In patients with critical limb ischemia (CLI), distal revascularization remains the procedure of choice for preventing limb loss, but long-term outcomes for pain relief, wound healing, and prevention of amputation remain suboptimal. Prostaglandin drug therapy as an adjuvant to revascularization may improve these outcomes. The current trial was designed to test the hypothesis that the use of lipo-ecraprost, a lipid encapsulated prostaglandin E(1) prodrug, as an adjunctive therapy after distal revascularization would improve amputation-free survival in patients with CLI.


The study was randomized, multicenter, double blind, and placebo controlled. Patients meeting clinical and hemodynamic criteria for CLI who were undergoing either bypass or endovascular revascularization of the below knee popliteal or more distal arteries were randomized to receive placebo or a 60-microg dose of lipo-ecraprost administered intravenously starting <or=72 hours of the index revascularization and then 5 days per week for 8 weeks. The study primary end point was the composite end point of death or amputation at or above the level of the ankle at 180 days.

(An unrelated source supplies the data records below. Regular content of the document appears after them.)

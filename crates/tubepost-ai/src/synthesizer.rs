//! Article generation with tiered response recovery.

use serde::{Deserialize, Serialize};
use tracing::{info, warn};

use tubepost_models::{ArticleRecord, RecoveryTier};

use crate::client::AiClient;
use crate::error::{AiError, AiResult};
use crate::prompt::{
    build_extended_prompt, build_standard_prompt, EXTENDED_SYSTEM_PROMPT, STANDARD_SYSTEM_PROMPT,
};
use crate::recover::recover_article;

/// Generation mode: one canonical schema, two completion variants.
#[derive(Debug, Clone, Copy, Default, PartialEq, Eq, Serialize, Deserialize)]
#[serde(rename_all = "snake_case")]
pub enum GenerationMode {
    /// Required fields only; full three-tier recovery
    #[default]
    Standard,
    /// Richer schema and token budget; strict parse only, failures propagate
    Extended,
}

/// An article record together with the recovery tier that produced it.
#[derive(Debug, Clone, PartialEq)]
pub struct SynthesizedArticle {
    pub record: ArticleRecord,
    pub tier: RecoveryTier,
}

impl AiClient {
    /// Generate an article from the resolved video text.
    ///
    /// Standard mode never fails: a provider failure yields a record
    /// synthesized from the inputs, a malformed completion goes through
    /// pattern extraction. Extended mode propagates both failure classes.
    pub async fn generate_article(
        &self,
        title: &str,
        description: &str,
        transcript: &str,
        mode: GenerationMode,
    ) -> AiResult<SynthesizedArticle> {
        match mode {
            GenerationMode::Standard => Ok(self
                .generate_standard(title, description, transcript)
                .await),
            GenerationMode::Extended => self.generate_extended(title, description, transcript).await,
        }
    }

    async fn generate_standard(
        &self,
        title: &str,
        description: &str,
        transcript: &str,
    ) -> SynthesizedArticle {
        let prompt = build_standard_prompt(title, description, transcript);
        let max_tokens = self.config.standard_max_tokens;

        let raw = match self
            .complete(STANDARD_SYSTEM_PROMPT, &prompt, max_tokens)
            .await
        {
            Ok(raw) => raw,
            Err(e) => {
                warn!(error = %e, "Completion call failed, synthesizing article from inputs");
                return SynthesizedArticle {
                    record: synthesized_article(title, description),
                    tier: RecoveryTier::Synthesized,
                };
            }
        };

        match parse_strict(&raw) {
            Ok(record) => {
                info!(tier = %RecoveryTier::Strict, "Article parsed");
                SynthesizedArticle {
                    record,
                    tier: RecoveryTier::Strict,
                }
            }
            Err(e) => {
                warn!(error = %e, "Completion failed strict parse, extracting fields");
                SynthesizedArticle {
                    record: recover_article(&raw),
                    tier: RecoveryTier::Extracted,
                }
            }
        }
    }

    async fn generate_extended(
        &self,
        title: &str,
        description: &str,
        transcript: &str,
    ) -> AiResult<SynthesizedArticle> {
        let prompt = build_extended_prompt(title, description, transcript);
        let raw = self
            .complete(EXTENDED_SYSTEM_PROMPT, &prompt, self.config.extended_max_tokens)
            .await?;

        let record = parse_strict(&raw).map_err(|e| AiError::MalformedCompletion(e.to_string()))?;

        Ok(SynthesizedArticle {
            record,
            tier: RecoveryTier::Strict,
        })
    }
}

/// Tier 1: strict parse requiring all four article keys.
fn parse_strict(raw: &str) -> Result<ArticleRecord, serde_json::Error> {
    serde_json::from_str(raw.trim())
}

/// Tier 3: no completion at all; wrap the request inputs in minimal HTML.
fn synthesized_article(title: &str, description: &str) -> ArticleRecord {
    ArticleRecord::basic(
        format!("SEO-Optimized: {title}"),
        format!(
            "<h1>{title}</h1><p>{description}</p><p>We apologize, but we couldn't generate \
             the full content at this time. Please try again later.</p>"
        ),
        ["default", "keyword", "seo", "content", "blog"]
            .into_iter()
            .map(String::from)
            .collect(),
        (1..=5).map(|i| format!("Default image {i}")).collect(),
    )
}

The study randomized 322 patients, and 284 received at least one dose of study medication and were included in the intention-to-treat population. A total of 213 patients underwent surgical bypass, and 71 underwent endovascular revascularization before receiving study medication. The distribution of index revascularization procedures and location of distal target arteries were similar for both placebo and lipo-ecraprost groups. At 180 days, 21 patients (7.4%) were lost to follow-up before reaching the primary end point. Seventy-one percent of the patients taking the placebo completed at least half the doses of the study medication compared with 48% of those taking lipo-ecraprost. Index leg revascularization-assisted primary patency was 82% in the placebo group and 84% in the lipo-ecraprost group (P = .874). Changes in lower extremity hemodynamics as a result of the revascularization during the study period did not differ between the placebo and lipo-ecraprost treatment arms. For the primary event of amputation-free survival, there were no differences between groups: 19 major amputations occurred in the placebo group and 17 in the lipo-ecraprost group; 19 deaths occurred in the placebo group and 13 in the lipo-ecraprost group.


Eight weeks of parenteral therapy with lipo-ecraprost after distal revascularization in patients with CLI provided no additional benefit in the reduction of major amputation or death at 180 days.